State only the number of lines below where the word "engine" is found.

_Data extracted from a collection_
= = = =

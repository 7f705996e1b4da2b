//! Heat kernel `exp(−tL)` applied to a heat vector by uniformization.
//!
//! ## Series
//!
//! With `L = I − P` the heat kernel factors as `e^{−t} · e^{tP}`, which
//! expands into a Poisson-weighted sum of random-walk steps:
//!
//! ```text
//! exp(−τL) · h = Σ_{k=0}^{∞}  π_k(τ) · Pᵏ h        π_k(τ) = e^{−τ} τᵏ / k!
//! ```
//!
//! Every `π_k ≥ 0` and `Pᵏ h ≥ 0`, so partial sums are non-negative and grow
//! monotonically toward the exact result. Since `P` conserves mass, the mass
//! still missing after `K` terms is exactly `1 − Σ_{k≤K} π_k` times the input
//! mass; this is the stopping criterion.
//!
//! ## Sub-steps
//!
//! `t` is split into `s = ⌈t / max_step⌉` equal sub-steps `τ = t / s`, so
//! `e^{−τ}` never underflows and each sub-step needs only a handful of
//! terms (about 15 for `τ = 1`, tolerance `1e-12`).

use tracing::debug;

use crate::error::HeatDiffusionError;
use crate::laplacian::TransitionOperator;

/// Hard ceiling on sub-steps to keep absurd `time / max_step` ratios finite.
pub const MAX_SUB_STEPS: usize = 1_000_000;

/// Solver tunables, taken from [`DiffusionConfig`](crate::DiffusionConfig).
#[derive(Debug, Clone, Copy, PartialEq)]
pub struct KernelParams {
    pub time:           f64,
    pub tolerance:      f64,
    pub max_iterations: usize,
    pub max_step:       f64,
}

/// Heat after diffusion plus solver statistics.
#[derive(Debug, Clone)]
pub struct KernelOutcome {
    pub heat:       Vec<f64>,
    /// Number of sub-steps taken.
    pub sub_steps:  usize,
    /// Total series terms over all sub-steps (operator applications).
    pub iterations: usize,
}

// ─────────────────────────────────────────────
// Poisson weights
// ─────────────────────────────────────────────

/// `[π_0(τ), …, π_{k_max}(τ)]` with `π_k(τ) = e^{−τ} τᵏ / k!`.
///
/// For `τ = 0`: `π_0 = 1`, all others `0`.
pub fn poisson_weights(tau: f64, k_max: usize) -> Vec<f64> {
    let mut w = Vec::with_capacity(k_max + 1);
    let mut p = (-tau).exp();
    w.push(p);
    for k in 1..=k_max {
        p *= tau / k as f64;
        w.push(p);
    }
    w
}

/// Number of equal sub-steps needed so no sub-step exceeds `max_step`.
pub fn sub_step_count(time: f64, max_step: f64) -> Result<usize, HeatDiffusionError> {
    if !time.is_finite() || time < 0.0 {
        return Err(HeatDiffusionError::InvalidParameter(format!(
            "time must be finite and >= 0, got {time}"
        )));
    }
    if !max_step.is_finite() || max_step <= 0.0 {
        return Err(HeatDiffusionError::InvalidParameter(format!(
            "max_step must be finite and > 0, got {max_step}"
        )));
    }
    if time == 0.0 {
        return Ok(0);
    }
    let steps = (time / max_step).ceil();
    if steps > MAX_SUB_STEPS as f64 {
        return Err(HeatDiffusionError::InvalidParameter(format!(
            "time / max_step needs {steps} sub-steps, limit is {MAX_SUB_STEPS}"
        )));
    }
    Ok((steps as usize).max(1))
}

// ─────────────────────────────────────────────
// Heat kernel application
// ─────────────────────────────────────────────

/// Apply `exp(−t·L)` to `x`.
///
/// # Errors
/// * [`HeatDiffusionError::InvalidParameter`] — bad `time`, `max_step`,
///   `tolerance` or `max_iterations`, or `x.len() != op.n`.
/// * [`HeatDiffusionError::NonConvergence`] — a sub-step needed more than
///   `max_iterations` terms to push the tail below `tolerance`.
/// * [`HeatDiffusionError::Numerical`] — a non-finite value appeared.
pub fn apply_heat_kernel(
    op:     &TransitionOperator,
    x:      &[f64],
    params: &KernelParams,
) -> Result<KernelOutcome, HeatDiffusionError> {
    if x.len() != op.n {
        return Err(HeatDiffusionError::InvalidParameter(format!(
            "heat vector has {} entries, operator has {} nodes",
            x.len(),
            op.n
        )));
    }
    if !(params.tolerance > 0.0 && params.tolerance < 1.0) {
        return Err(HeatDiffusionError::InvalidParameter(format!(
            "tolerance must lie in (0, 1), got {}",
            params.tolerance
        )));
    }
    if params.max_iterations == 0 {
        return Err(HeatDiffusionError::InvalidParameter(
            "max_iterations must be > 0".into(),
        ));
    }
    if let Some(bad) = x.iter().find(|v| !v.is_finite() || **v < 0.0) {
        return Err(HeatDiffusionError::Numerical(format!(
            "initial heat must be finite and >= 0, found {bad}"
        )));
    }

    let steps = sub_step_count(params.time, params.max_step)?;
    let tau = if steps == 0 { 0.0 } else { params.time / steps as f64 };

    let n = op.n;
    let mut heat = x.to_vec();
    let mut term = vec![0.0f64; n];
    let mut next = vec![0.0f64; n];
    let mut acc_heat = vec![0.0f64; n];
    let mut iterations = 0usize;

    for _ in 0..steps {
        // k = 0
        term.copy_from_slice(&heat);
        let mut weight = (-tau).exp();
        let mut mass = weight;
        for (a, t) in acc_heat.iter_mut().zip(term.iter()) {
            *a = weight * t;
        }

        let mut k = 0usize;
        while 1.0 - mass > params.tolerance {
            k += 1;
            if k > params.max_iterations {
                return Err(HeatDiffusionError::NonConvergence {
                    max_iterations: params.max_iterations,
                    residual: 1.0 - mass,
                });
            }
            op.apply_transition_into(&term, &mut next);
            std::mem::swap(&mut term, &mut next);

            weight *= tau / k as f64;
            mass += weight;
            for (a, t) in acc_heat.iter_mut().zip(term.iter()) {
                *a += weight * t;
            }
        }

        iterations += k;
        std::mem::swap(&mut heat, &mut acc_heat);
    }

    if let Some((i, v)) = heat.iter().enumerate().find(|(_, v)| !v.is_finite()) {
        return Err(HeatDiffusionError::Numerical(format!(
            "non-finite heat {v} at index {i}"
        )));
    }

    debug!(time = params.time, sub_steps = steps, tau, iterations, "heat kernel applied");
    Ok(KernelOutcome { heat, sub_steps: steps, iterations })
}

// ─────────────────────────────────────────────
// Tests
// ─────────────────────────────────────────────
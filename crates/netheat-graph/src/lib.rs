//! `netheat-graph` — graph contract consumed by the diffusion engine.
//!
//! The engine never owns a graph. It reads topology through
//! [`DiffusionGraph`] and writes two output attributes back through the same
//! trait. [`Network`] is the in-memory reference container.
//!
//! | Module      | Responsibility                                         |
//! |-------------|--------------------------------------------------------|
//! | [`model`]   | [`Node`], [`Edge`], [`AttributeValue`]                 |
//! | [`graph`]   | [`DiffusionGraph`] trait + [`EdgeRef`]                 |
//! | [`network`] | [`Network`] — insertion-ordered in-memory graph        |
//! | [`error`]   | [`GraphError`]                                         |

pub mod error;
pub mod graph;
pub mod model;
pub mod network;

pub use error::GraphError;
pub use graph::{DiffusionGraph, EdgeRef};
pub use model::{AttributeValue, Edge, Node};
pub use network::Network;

= = = =

_THE COMPLETED TASK_
2